Ships Drives

Tenacious-Techhunter said:
You are the one who said you could reason about these things. So do it. Put your knowledge of physics to work with what the game materials provide. Except you can’t. Because it’s nonsense that can’t be reasoned about.

The ship and vehicle design system are to make things easy; not to make things possible. If it’s not possible to reason about something like this, it’s not possible for players to adapt them by applying reason.

You're being deliberately argumentative here. I don't need to prove anything, the design systems are there. I don't need to understand how thruster plates work - that's what skill rolls are for. "Make a Difficult Enginnering roll to jury-rig the thruster plates so that they can connect to the air raft's power supply in order to be able to lift and move it". Done.

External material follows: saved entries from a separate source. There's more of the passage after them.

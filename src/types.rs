//! Shared types of the replication pipeline

use std::fmt;
use std::path::PathBuf;
use std::time::{Duration, SystemTime};

/// A recorded file in a Segment Store
#[derive(Clone, PartialEq, Eq, Debug)]
pub struct Segment {
	/// Ledger key: path relative to the store root, forward slashes
	pub key: String,
	/// Absolute path on this node
	pub path: PathBuf,
	pub size: u64,
	pub mtime: SystemTime,
}

impl Segment {
	/// Time since last modification (zero if the mtime is in the future)
	pub fn age(&self, now: SystemTime) -> Duration {
		now.duration_since(self.mtime).unwrap_or(Duration::ZERO)
	}
}

/// Outcome of the completeness check for one file
#[derive(Clone, Copy, PartialEq, Eq, Debug)]
pub enum Completeness {
	/// Old enough and size stable across the settling delay
	Complete,
	/// Still being written, or not old enough yet
	Incomplete,
	/// Missing or metadata unreadable
	Unreadable,
}

/// Terminal verification verdict
#[derive(Clone, Copy, PartialEq, Eq, Debug)]
pub enum Verdict {
	Matches,
	Mismatch,
}

impl Verdict {
	pub fn as_str(&self) -> &'static str {
		match self {
			Verdict::Matches => "matches",
			Verdict::Mismatch => "mismatch",
		}
	}

	pub fn parse(s: &str) -> Option<Verdict> {
		match s {
			"matches" | "match" => Some(Verdict::Matches),
			"mismatch" => Some(Verdict::Mismatch),
			_ => None,
		}
	}
}

impl fmt::Display for Verdict {
	fn fmt(&self, f: &mut fmt::Formatter<'_>) -> fmt::Result {
		f.write_str(self.as_str())
	}
}

/// Lifecycle of a segment as derived from the ledgers
///
/// Transitions only move forward. `Mismatch` branches off `Transferred` and
/// never reaches `Reclaimed`.
#[derive(Clone, Copy, PartialEq, Eq, PartialOrd, Ord, Debug)]
pub enum SegmentState {
	Observed,
	Complete,
	Transferred,
	Verified,
	Mismatch,
	Reclaimed,
}

impl fmt::Display for SegmentState {
	fn fmt(&self, f: &mut fmt::Formatter<'_>) -> fmt::Result {
		let name = match self {
			SegmentState::Observed => "observed",
			SegmentState::Complete => "complete",
			SegmentState::Transferred => "transferred",
			SegmentState::Verified => "verified",
			SegmentState::Mismatch => "mismatch",
			SegmentState::Reclaimed => "reclaimed",
		};
		f.write_str(name)
	}
}

/// Why a cycle did not run its stages
#[derive(Clone, PartialEq, Eq, Debug)]
pub enum CycleOutcome {
	Completed,
	/// Precondition gate refused the cycle
	Skipped { reason: String },
	/// A stage failed; later stages did not run
	Aborted { reason: String },
}

/// What one pipeline pass did
#[derive(Clone, PartialEq, Eq, Debug)]
pub struct CycleReport {
	pub outcome: CycleOutcome,
	/// Segments seen in the store that are not yet in the Sync Ledger
	pub candidates: usize,
	/// Candidates still being written or too young
	pub incomplete: usize,
	pub unreadable: usize,
	/// Keys appended to the Sync Ledger this cycle
	pub transferred: Vec<String>,
	/// Batch failed after all attempts and will be retried next cycle
	pub transfer_failed: bool,
	pub verified: Vec<String>,
	pub mismatched: Vec<String>,
	/// Verification could not run this cycle (missing copy, exchange down)
	pub verify_deferred: usize,
	pub reclaimed: Vec<String>,
	pub bytes_reclaimed: u64,
}

impl CycleReport {
	pub fn new() -> Self {
		CycleReport {
			outcome: CycleOutcome::Completed,
			candidates: 0,
			incomplete: 0,
			unreadable: 0,
			transferred: vec![],
			transfer_failed: false,
			verified: vec![],
			mismatched: vec![],
			verify_deferred: 0,
			reclaimed: vec![],
			bytes_reclaimed: 0,
		}
	}

	pub fn skipped(reason: String) -> Self {
		CycleReport { outcome: CycleOutcome::Skipped { reason }, ..CycleReport::new() }
	}

	/// True when the pass changed nothing on disk or in the ledgers
	pub fn is_idle(&self) -> bool {
		self.transferred.is_empty()
			&& self.verified.is_empty()
			&& self.mismatched.is_empty()
			&& self.reclaimed.is_empty()
	}
}

impl Default for CycleReport {
	fn default() -> Self {
		Self::new()
	}
}

#[cfg(test)]
mod tests {
	use super::*;

	#[test]
	fn test_verdict_round_trip_names() {
		assert_eq!(Verdict::parse(Verdict::Matches.as_str()), Some(Verdict::Matches));
		assert_eq!(Verdict::parse("mismatch"), Some(Verdict::Mismatch));
		assert_eq!(Verdict::parse("MATCHES"), None);
	}

	#[test]
	fn test_segment_age_future_mtime() {
		let now = SystemTime::now();
		let seg = Segment {
			key: "seg.wav".to_string(),
			path: PathBuf::from("/rec/seg.wav"),
			size: 10,
			mtime: now + Duration::from_secs(30),
		};
		assert_eq!(seg.age(now), Duration::ZERO);
	}

	#[test]
	fn test_state_order_is_monotonic() {
		assert!(SegmentState::Observed < SegmentState::Complete);
		assert!(SegmentState::Transferred < SegmentState::Verified);
		assert!(SegmentState::Verified < SegmentState::Reclaimed);
	}

	#[test]
	fn test_skipped_report_is_idle() {
		let report = CycleReport::skipped("not mounted".to_string());
		assert!(report.is_idle());
		assert!(matches!(report.outcome, CycleOutcome::Skipped { .. }));
	}
}

// vim: ts=4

Your mentality here seems to be that because it's unrealistic, it must be impossible to think of solutions. Well, sure, but we as players don't need to understand how it works - that's for the characters in the setting to do, based on what they know (i.e. their skills and Int and Edu). Same with any other roll - obviously I as a player can't figure out how to calculate a targeting solution for ship weapons, but my player who has Gunnery sure might be able to!

If you can't grasp that separation then I think you are rather missing the point of RPGs.
 
fusor said:
You're being deliberately argumentative here. I don't need to prove anything, the design systems are there. I don't need to understand how thruster plates work - that's what skill rolls are for. "Make a Difficult Enginnering roll to jury-rig the thruster plates so that they can connect to the air raft's power supply in order to be able to lift and move it". Done.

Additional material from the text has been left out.